In addition, one of the computational advantages of the Dempster–Shafer framework is that priors and conditionals need not be specified, unlike Bayesian methods, which often use a symmetry (minimax error) argument to assign prior probabilities to random variables (e.g. assigning 0.5 to binary values for which no information is available about which is more likely). However, any information contained in the missing priors and conditionals is not used in the Dempster–Shafer framework unless it can be obtained indirectly—and arguably is then available for calculation using Bayes equations.

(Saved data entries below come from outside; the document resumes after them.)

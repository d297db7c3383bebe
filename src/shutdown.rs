//! Graceful shutdown coordination utilities.
//!
//! Provides a lightweight [`ShutdownCoordinator`] shared between the signal
//! task and the sync engine. The signal task only flips the flag; the engine
//! polls it at batch and record boundaries and races its sleeps against
//! [`ShutdownCoordinator::wait_for_shutdown`].

use std::sync::atomic::{AtomicBool, Ordering};
use std::sync::Arc;
use tokio::sync::Notify;
use tracing::warn;

/// Shared handle to a shutdown coordinator.
pub type SharedShutdown = Arc<ShutdownCoordinator>;

/// Coordinates graceful shutdown across async tasks.
#[derive(Debug, Default)]
pub struct ShutdownCoordinator {
    is_shutdown: AtomicBool,
    notify: Notify,
}

impl ShutdownCoordinator {
    /// Create a new coordinator.
    pub fn new() -> Self {
        Self {
            is_shutdown: AtomicBool::new(false),
            notify: Notify::new(),
        }
    }

    /// Create a new shared coordinator wrapped in [`Arc`].
    pub fn shared() -> SharedShutdown {
        Arc::new(Self::new())
    }

    /// Request shutdown. Notifies all registered waiters exactly once.
    pub fn request_shutdown(&self) {
        if !self.is_shutdown.swap(true, Ordering::SeqCst) {
            self.notify.notify_waiters();
        }
    }

    /// Whether shutdown has been requested.
    pub fn is_shutdown_requested(&self) -> bool {
        self.is_shutdown.load(Ordering::SeqCst)
    }

    /// Wait until shutdown is requested. Returns immediately if already set.
    pub async fn wait_for_shutdown(&self) {
        let notified = self.notify.notified();
        tokio::pin!(notified);
        // Register before checking the flag so a concurrent request is not lost
        notified.as_mut().enable();
        if self.is_shutdown_requested() {
            return;
        }
        notified.await;
    }
}

/// Spawn a task that requests shutdown on Ctrl+C or SIGTERM.
///
/// Only the first signal is acted on; later ones are ignored while the
/// engine saves its checkpoint.
pub fn install_signal_handlers(shutdown: SharedShutdown) {
    tokio::spawn(async move {
        let signal = wait_for_signal().await;
        warn!(signal, "Shutdown signal received, saving progress");
        shutdown.request_shutdown();
    });
}

#[cfg(unix)]
async fn wait_for_signal() -> &'static str {
    use tokio::signal::unix::{signal, SignalKind};

    match signal(SignalKind::terminate()) {
        Ok(mut sigterm) => {
            tokio::select! {
                _ = tokio::signal::ctrl_c() => "SIGINT",
                _ = sigterm.recv() => "SIGTERM",
            }
        }
        Err(e) => {
            warn!(error = %e, "Could not install SIGTERM handler, listening for Ctrl+C only");
            let _ = tokio::signal::ctrl_c().await;
            "SIGINT"
        }
    }
}

#[cfg(not(unix))]
async fn wait_for_signal() -> &'static str {
    let _ = tokio::signal::ctrl_c().await;
    "SIGINT"
}
//! Durable checkpoints for resumable backfill jobs
//!
//! A job keeps exactly one checkpoint document, keyed by its job id. Stores
//! replace that document wholesale on every save and stamp it with a
//! `last_updated` time.
//!
//! - [`MongoCheckpointStore`] - production store backed by a MongoDB collection
//! - [`FileCheckpointStore`] - JSON files with atomic writes and advisory locks,
//!   for local runs without MongoDB

pub mod file;
pub mod mongo;
pub mod state;

use async_trait::async_trait;

pub use file::FileCheckpointStore;
pub use mongo::MongoCheckpointStore;
pub use state::{Checkpoint, Counters, Phase};

/// Format of the `last_updated` stamp attached on save
pub const LAST_UPDATED_FORMAT: &str = "%Y-%m-%d %H:%M:%S";

/// Key→document store holding one checkpoint per job
#[async_trait]
pub trait CheckpointStore: Send + Sync {
    /// Read the stored checkpoint without creating one.
    async fn get(&self, job_id: &str) -> Result<Option<Checkpoint>, CheckpointError>;

    /// Load the checkpoint for `job_id`, creating it with defaults if absent.
    async fn load(&self, job_id: &str) -> Result<Checkpoint, CheckpointError>;

    /// Replace the stored checkpoint (upsert).
    async fn save(&self, checkpoint: &Checkpoint) -> Result<(), CheckpointError>;

    /// Remove the checkpoint for `job_id`. Used by the operator reset command.
    async fn delete(&self, job_id: &str) -> Result<bool, CheckpointError>;

    /// Release any held connections.
    async fn close(&self) {}
}

/// Errors related to checkpoint persistence
#[derive(Debug, thiserror::Error)]
pub enum CheckpointError {
    /// Could not reach the store
    #[error("connection error: {0}")]
    ConnectionError(String),

    /// Store rejected a read or write
    #[error("store error: {0}")]
    StoreError(String),

    /// IO error
    #[error("IO error: {0}")]
    IoError(String),

    /// Serialization error
    #[error("serialization error: {0}")]
    SerializationError(String),

    /// Deserialization error
    #[error("deserialization error: {0}")]
    DeserializationError(String),

    /// Lock error
    #[error("lock error: {0}")]
    LockError(String),

    /// Checkpoint file too large
    #[error("checkpoint file too large: {size} bytes (max: {max} bytes)")]
    StateTooLarge {
        /// Actual file size
        size: u64,
        /// Maximum allowed size
        max: u64,
    },
}

/// Current time in the `last_updated` format.
pub(crate) fn last_updated_now() -> String {
    chrono::Utc::now().format(LAST_UPDATED_FORMAT).to_string()
}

Dempster–Shafer theory allows one to specify a degree of ignorance in this situation instead of being forced to supply prior probabilities that add to unity. This sort of situation, and whether there is a real distinction between risk and ignorance, has been extensively discussed by statisticians and economists. See, for example, the contrasting views of Daniel Ellsberg, Howard Raiffa, Kenneth Arrow and Frank Knight.

Formal definition

Let X be the universal set: the set representing all possible states of a system under consideration. The power set

2^X \,\!

is the set of all subsets of X, including the empty set \varnothing. For example, if:

X = \left \{ a, b \right \} \,\!


2^X = \left \{ \varnothing, \left \{ a \right \}, \left \{ b \right \}, X \right \}. \,

The elements of the power set can be taken to represent propositions concerning the actual state of the system, by containing all and only the states in which the proposition is true.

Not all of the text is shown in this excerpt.